(Listed entries Opens)
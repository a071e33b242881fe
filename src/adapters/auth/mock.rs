//! Mock session validator for testing.
//!
//! # Example
//!
//! ```ignore
//! use agent_gateway::adapters::auth::MockSessionValidator;
//!
//! let validator = MockSessionValidator::new().with_test_user("valid-token", "user-123");
//! let user = validator.validate("valid-token").await?;
//! ```

use std::collections::HashMap;
use std::sync::{PoisonError, RwLock};

use async_trait::async_trait;

use crate::domain::foundation::{AuthError, AuthenticatedUser, UserId};
use crate::ports::SessionValidator;

/// Mock session validator for testing.
///
/// Stores a map of tokens to users. Tokens not in the map return `InvalidToken`.
#[derive(Debug, Default)]
pub struct MockSessionValidator {
    tokens: RwLock<HashMap<String, AuthenticatedUser>>,
    /// Returned for every validation while set.
    force_error: RwLock<Option<AuthError>>,
}

impl MockSessionValidator {
    pub fn new() -> Self {
        Self::default()
    }

    /// Adds a valid token that maps to a user.
    pub fn with_user(self, token: impl Into<String>, user: AuthenticatedUser) -> Self {
        self.add_token(token, user);
        self
    }

    /// Adds a valid token with a simple test user. Empty ids are ignored.
    pub fn with_test_user(self, token: impl Into<String>, user_id: impl Into<String>) -> Self {
        let user_id = user_id.into();
        match UserId::new(user_id.clone()) {
            Ok(id) => {
                let user = AuthenticatedUser::new(
                    id,
                    Some(format!("{}@test.example.com", user_id)),
                    Some(format!("Test User {}", user_id)),
                );
                self.with_user(token, user)
            }
            Err(_) => self,
        }
    }

    /// Forces all validations to return the specified error.
    pub fn with_error(self, error: AuthError) -> Self {
        *self
            .force_error
            .write()
            .unwrap_or_else(PoisonError::into_inner) = Some(error);
        self
    }

    /// Clears the forced error and returns to normal operation.
    pub fn clear_error(&self) {
        *self
            .force_error
            .write()
            .unwrap_or_else(PoisonError::into_inner) = None;
    }

    /// Registers a new valid token at runtime.
    pub fn add_token(&self, token: impl Into<String>, user: AuthenticatedUser) {
        self.tokens
            .write()
            .unwrap_or_else(PoisonError::into_inner)
            .insert(token.into(), user);
    }

    /// Returns the number of registered valid tokens.
    pub fn token_count(&self) -> usize {
        self.tokens
            .read()
            .unwrap_or_else(PoisonError::into_inner)
            .len()
    }
}

#[async_trait]
impl SessionValidator for MockSessionValidator {
    async fn validate(&self, token: &str) -> Result<AuthenticatedUser, AuthError> {
        if let Some(error) = self
            .force_error
            .read()
            .unwrap_or_else(PoisonError::into_inner)
            .clone()
        {
            return Err(error);
        }

        self.tokens
            .read()
            .unwrap_or_else(PoisonError::into_inner)
            .get(token)
            .cloned()
            .ok_or(AuthError::InvalidToken)
    }
}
(Listed entries Closes)
> Task: The output should match the records above exactly, line for line.

> Answer box:
repository a071e33b242881fe
filename src/adapters/auth/mock.rs
//! Mock session validator for testing.
//!
//! # Example
//!
//! ```ignore
//! use agent_gateway::adapters::auth::MockSessionValidator;
//!
//! let validator = MockSessionValidator::new().with_test_user("valid-token", "user-123");
//! let user = validator.validate("valid-token").await?;
//! ```

use std::collections::HashMap;
use std::sync::{PoisonError, RwLock};

use async_trait::async_trait;

use crate::domain::foundation::{AuthError, AuthenticatedUser, UserId};
use crate::ports::SessionValidator;

/// Mock session validator for testing.
///
/// Stores a map of tokens to users. Tokens not in the map return `InvalidToken`.
#[derive(Debug, Default)]
pub struct MockSessionValidator {
    tokens: RwLock<HashMap<String, AuthenticatedUser>>,
    /// Returned for every validation while set.
    force_error: RwLock<Option<AuthError>>,
}

impl MockSessionValidator {
    pub fn new() -> Self {
        Self::default()
    }

    /// Adds a valid token that maps to a user.
    pub fn with_user(self, token: impl Into<String>, user: AuthenticatedUser) -> Self {
        self.add_token(token, user);
        self
    }

    /// Adds a valid token with a simple test user. Empty ids are ignored.
    pub fn with_test_user(self, token: impl Into<String>, user_id: impl Into<String>) -> Self {
        let user_id = user_id.into();
        match UserId::new(user_id.clone()) {
            Ok(id) => {
                let user = AuthenticatedUser::new(
                    id,
                    Some(format!("{}@test.example.com", user_id)),
                    Some(format!("Test User {}", user_id)),
                );
                self.with_user(token, user)
            }
            Err(_) => self,
        }
    }

    /// Forces all validations to return the specified error.
    pub fn with_error(self, error: AuthError) -> Self {
        *self
            .force_error
            .write()
            .unwrap_or_else(PoisonError::into_inner) = Some(error);
        self
    }

    /// Clears the forced error and returns to normal operation.
    pub fn clear_error(&self) {
        *self
            .force_error
            .write()
            .unwrap_or_else(PoisonError::into_inner) = None;
    }

    /// Registers a new valid token at runtime.
    pub fn add_token(&self, token: impl Into<String>, user: AuthenticatedUser) {
        self.tokens
            .write()
            .unwrap_or_else(PoisonError::into_inner)
            .insert(token.into(), user);
    }

    /// Returns the number of registered valid tokens.
    pub fn token_count(&self) -> usize {
        self.tokens
            .read()
            .unwrap_or_else(PoisonError::into_inner)
            .len()
    }
}

#[async_trait]
impl SessionValidator for MockSessionValidator {
    async fn validate(&self, token: &str) -> Result<AuthenticatedUser, AuthError> {
        if let Some(error) = self
            .force_error
            .read()
            .unwrap_or_else(PoisonError::into_inner)
            .clone()
        {
            return Err(error);
        }

        self.tokens
            .read()
            .unwrap_or_else(PoisonError::into_inner)
            .get(token)
            .cloned()
            .ok_or(AuthError::InvalidToken)
    }
}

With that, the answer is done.